Try it: Among the entries, which lines carry the string "filename"? Copy each of them.

Information provided:
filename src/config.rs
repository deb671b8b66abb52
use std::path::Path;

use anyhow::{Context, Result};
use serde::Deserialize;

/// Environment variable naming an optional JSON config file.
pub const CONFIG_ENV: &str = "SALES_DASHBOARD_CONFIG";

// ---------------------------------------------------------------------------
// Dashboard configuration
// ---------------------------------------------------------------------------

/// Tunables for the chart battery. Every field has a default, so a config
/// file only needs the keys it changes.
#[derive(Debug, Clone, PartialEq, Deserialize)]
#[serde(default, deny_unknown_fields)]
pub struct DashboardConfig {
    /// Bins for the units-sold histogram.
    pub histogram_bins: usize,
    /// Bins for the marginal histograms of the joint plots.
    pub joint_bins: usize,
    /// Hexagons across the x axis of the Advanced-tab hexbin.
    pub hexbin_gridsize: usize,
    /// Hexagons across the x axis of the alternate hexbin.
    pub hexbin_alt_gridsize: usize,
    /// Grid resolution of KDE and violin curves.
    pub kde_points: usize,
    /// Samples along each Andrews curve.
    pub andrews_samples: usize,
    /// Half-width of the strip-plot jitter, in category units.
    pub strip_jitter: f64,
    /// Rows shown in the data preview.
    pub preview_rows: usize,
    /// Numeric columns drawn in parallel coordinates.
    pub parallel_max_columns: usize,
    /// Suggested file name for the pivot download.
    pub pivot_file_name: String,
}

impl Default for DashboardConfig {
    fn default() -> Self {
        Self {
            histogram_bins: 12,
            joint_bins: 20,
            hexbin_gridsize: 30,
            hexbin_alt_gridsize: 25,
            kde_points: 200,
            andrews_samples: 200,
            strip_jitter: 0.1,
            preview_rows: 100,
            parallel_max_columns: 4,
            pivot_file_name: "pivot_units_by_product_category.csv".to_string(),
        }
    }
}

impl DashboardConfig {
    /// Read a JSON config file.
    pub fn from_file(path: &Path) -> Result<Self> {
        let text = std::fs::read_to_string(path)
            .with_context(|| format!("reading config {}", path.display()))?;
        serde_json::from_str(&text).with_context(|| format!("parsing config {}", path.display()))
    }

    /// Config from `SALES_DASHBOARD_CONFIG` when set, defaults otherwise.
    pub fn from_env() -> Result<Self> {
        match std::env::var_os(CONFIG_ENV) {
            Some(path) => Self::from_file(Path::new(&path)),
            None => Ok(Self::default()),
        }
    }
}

--

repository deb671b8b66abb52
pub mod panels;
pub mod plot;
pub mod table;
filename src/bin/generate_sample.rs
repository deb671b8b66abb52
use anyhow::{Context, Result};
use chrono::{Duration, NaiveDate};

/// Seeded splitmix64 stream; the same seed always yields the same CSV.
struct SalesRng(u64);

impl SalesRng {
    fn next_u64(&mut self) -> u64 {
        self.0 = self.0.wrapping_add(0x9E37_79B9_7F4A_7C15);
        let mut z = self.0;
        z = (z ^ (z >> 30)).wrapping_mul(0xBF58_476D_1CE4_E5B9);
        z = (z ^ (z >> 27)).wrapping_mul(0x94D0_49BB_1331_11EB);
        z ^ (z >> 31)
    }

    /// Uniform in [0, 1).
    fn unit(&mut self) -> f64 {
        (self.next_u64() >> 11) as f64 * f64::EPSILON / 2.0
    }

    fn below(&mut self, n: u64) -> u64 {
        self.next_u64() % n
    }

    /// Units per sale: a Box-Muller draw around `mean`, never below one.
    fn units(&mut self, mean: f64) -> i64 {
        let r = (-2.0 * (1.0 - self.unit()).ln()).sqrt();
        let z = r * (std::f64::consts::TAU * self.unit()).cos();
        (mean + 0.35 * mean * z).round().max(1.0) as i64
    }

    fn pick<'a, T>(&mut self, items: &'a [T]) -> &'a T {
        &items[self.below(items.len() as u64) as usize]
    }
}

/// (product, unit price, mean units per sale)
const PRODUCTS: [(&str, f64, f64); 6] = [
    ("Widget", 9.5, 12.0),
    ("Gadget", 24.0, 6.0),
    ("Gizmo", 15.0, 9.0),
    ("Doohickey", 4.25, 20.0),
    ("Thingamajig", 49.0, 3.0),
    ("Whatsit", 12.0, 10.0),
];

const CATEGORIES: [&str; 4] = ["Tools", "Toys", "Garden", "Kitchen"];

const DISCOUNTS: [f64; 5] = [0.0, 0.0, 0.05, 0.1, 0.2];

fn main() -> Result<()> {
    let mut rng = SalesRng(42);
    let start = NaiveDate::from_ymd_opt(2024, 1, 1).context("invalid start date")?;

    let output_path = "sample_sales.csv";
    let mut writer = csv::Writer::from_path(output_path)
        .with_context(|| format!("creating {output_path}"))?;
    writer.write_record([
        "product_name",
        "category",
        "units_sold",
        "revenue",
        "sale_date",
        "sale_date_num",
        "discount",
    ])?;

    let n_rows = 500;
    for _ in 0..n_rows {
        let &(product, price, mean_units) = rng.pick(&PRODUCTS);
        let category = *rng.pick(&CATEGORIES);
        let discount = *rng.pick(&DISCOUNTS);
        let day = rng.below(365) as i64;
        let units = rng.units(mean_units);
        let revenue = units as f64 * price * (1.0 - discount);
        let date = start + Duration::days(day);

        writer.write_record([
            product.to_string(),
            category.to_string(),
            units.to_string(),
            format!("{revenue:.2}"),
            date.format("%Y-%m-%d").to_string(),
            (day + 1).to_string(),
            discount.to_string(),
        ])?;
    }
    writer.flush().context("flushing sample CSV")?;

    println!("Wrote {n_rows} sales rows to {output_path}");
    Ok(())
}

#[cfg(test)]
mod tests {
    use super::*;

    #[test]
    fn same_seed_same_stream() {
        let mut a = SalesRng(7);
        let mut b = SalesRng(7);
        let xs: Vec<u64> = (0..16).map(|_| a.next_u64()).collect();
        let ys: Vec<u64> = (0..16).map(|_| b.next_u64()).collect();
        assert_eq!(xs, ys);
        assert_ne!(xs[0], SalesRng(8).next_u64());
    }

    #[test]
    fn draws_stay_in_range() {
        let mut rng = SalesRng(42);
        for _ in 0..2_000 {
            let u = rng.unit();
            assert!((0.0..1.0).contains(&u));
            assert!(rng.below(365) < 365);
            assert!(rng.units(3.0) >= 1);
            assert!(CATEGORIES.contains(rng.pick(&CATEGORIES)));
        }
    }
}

* * *

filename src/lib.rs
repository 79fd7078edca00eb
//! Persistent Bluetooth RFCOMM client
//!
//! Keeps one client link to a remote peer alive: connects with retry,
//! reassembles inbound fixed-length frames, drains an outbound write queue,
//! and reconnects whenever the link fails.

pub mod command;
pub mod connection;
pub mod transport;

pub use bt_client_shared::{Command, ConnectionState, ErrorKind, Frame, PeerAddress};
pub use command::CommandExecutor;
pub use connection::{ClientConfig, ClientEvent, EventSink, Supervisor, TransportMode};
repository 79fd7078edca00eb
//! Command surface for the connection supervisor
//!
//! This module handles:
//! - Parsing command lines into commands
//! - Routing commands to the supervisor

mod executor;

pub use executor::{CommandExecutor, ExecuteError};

Solution for this exercise:
filename src/config.rs
filename src/bin/generate_sample.rs
filename src/lib.rs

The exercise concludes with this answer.